┌─ PROVIDED ENTRIES
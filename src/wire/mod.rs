//! Binary wire format for the avatar streaming protocol.
//!
//! Every WebSocket frame carries exactly one [`Envelope`]: a kind byte
//! followed by the variant's fields. Strings and byte blobs are
//! varint-length-prefixed, integers are LEB128 varints, bools are a single
//! byte. The session layer treats this module as an opaque codec: it
//! encodes outbound envelopes, decodes inbound ones, and never inspects
//! animation payloads beyond the end-of-sequence flag.
//!
//! | Kind | Variant          | Direction | Payload                                   |
//! |------|------------------|-----------|-------------------------------------------|
//! | 0x01 | ConfigureSession | C→S       | version, audio settings, egress (optional)|
//! | 0x02 | ConfirmSession   | S→C       | connection id                             |
//! | 0x03 | AudioInput       | C→S       | req id, audio bytes, end flag             |
//! | 0x04 | Animation        | S→C       | req id, frame bytes, end flag             |
//! | 0x05 | ServerError      | S→C       | connection id, req id, code, message      |
//! | 0x06 | Error (legacy)   | S→C       | same as 0x05, possibly empty              |

mod envelope;
mod varint;

pub use envelope::{
    AnimationFrame, AudioChunk, ConfigurePayload, ConfirmPayload, Envelope, ErrorPayload,
    MessageKind,
};

use thiserror::Error;

/// Errors produced while decoding an inbound envelope.
#[derive(Error, Debug, Clone, PartialEq, Eq)]
pub enum DecodeError {
    /// Payload ended before a field was complete.
    #[error("unexpected end of payload")]
    UnexpectedEof,

    /// Unknown kind byte.
    #[error("unknown message kind 0x{0:02x}")]
    UnknownKind(u8),

    /// Varint did not terminate within 64 bits.
    #[error("varint overflow")]
    VarintOverflow,

    /// A length prefix exceeded the remaining payload.
    #[error("length prefix {0} exceeds remaining payload")]
    LengthOutOfBounds(u64),

    /// A bool field held something other than 0 or 1.
    #[error("invalid bool byte 0x{0:02x}")]
    InvalidBool(u8),

    /// A string field was not valid UTF-8.
    #[error("invalid utf-8 in string field")]
    InvalidUtf8,

    /// Trailing bytes after the last field of the envelope.
    #[error("{0} trailing bytes after envelope")]
    TrailingBytes(usize),
}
└─
#### EXERCISE REQUIREMENTS
From the entries above, pull out each line that includes "connection".

#### SOLUTION TO THIS PROBLEM
//! | 0x02 | ConfirmSession   | S→C       | connection id                             |
//! | 0x05 | ServerError      | S→C       | connection id, req id, code, message      |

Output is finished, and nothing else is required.